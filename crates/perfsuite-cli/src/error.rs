// Dweve Perfsuite - Benchmark Suite Inspection Toolkit
//
// Copyright (c) 2025 Dweve IP B.V. and individual contributors.
//
// SPDX-License-Identifier: Apache-2.0
//
// Licensed under the Apache License, Version 2.0 (the "License");
// you may not use this file except in compliance with the License.
// You may obtain a copy of the License in the LICENSE file at the
// root of this repository or at: http://www.apache.org/licenses/LICENSE-2.0
//
// Unless required by applicable law or agreed to in writing, software
// distributed under the License is distributed on an "AS IS" BASIS,
// WITHOUT WARRANTIES OR CONDITIONS OF ANY KIND, either express or implied.
// See the License for the specific language governing permissions and
// limitations under the License.

//! Structured error types for the Perfsuite CLI.
//!
//! Every command returns `Result<(), CliError>`; `main` prints the error and
//! exits with a failure status.

use perfsuite_core::SuiteError;
use std::io;
use std::path::PathBuf;
use thiserror::Error;

/// The main error type for Perfsuite CLI operations.
#[derive(Error, Debug, Clone)]
pub enum CliError {
    /// Writing command output failed (suite files report `SuiteError::Io`).
    #[error("I/O error for '{path}': {message}")]
    Io {
        /// The file path that caused the error
        path: PathBuf,
        /// The error message
        message: String,
    },

    /// Loading, editing or comparing suites failed.
    #[error(transparent)]
    Suite(#[from] SuiteError),

    /// JSON serialization/deserialization error.
    #[error("JSON format error: {message}")]
    JsonFormat {
        /// The error message
        message: String,
    },

    /// Invalid input provided by the user.
    #[error("Invalid input: {0}")]
    InvalidInput(String),

    /// `system` operations reported errors; they are printed before this.
    #[error("{count} system operation(s) failed")]
    SystemErrors {
        /// Number of reported errors
        count: usize,
    },
}

impl CliError {
    /// Create an I/O error with file path context.
    pub fn io_error(path: impl Into<PathBuf>, source: io::Error) -> Self {
        Self::Io {
            path: path.into(),
            message: source.to_string(),
        }
    }

    /// Create an invalid input error.
    ///
    /// ```rust
    /// use perfsuite_cli::error::CliError;
    ///
    /// let err = CliError::invalid_input("empty metadata key");
    /// assert_eq!(err.to_string(), "Invalid input: empty metadata key");
    /// ```
    pub fn invalid_input(msg: impl Into<String>) -> Self {
        Self::InvalidInput(msg.into())
    }
}

// Automatic conversion from serde_json::Error
impl From<serde_json::Error> for CliError {
    fn from(source: serde_json::Error) -> Self {
        Self::JsonFormat {
            message: source.to_string(),
        }
    }
}

#[cfg(test)]
mod tests {
    use super::*;

    #[test]
    fn test_io_error_display() {
        let err = CliError::io_error(
            "out.json",
            io::Error::new(io::ErrorKind::PermissionDenied, "permission denied"),
        );
        let msg = err.to_string();
        assert!(msg.contains("out.json"));
        assert!(msg.contains("permission denied"));
    }

    #[test]
    fn test_suite_error_is_transparent() {
        let err: CliError = SuiteError::InsufficientSuites { count: 1 }.into();
        assert_eq!(err.to_string(), "need at least two benchmark files, got 1");
    }

    #[test]
    fn test_system_errors_display() {
        let err = CliError::SystemErrors { count: 2 };
        assert_eq!(err.to_string(), "2 system operation(s) failed");
    }

    #[test]
    fn test_json_format_error_conversion() {
        let json_err = serde_json::from_str::<serde_json::Value>("{").unwrap_err();
        let cli_err: CliError = json_err.into();
        assert!(matches!(cli_err, CliError::JsonFormat { .. }));
    }
}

## Aim of the exercise
Beginning at the line that holds "fn from(source: serde_json::Error)", reproduce the lines exactly up to and including the final line of the entries.

## Solution
    fn from(source: serde_json::Error) -> Self {
        Self::JsonFormat {
            message: source.to_string(),
        }
    }
}

#[cfg(test)]
mod tests {
    use super::*;

    #[test]
    fn test_io_error_display() {
        let err = CliError::io_error(
            "out.json",
            io::Error::new(io::ErrorKind::PermissionDenied, "permission denied"),
        );
        let msg = err.to_string();
        assert!(msg.contains("out.json"));
        assert!(msg.contains("permission denied"));
    }

    #[test]
    fn test_suite_error_is_transparent() {
        let err: CliError = SuiteError::InsufficientSuites { count: 1 }.into();
        assert_eq!(err.to_string(), "need at least two benchmark files, got 1");
    }

    #[test]
    fn test_system_errors_display() {
        let err = CliError::SystemErrors { count: 2 };
        assert_eq!(err.to_string(), "2 system operation(s) failed");
    }

    #[test]
    fn test_json_format_error_conversion() {
        let json_err = serde_json::from_str::<serde_json::Value>("{").unwrap_err();
        let cli_err: CliError = json_err.into();
        assert!(matches!(cli_err, CliError::JsonFormat { .. }));
    }
}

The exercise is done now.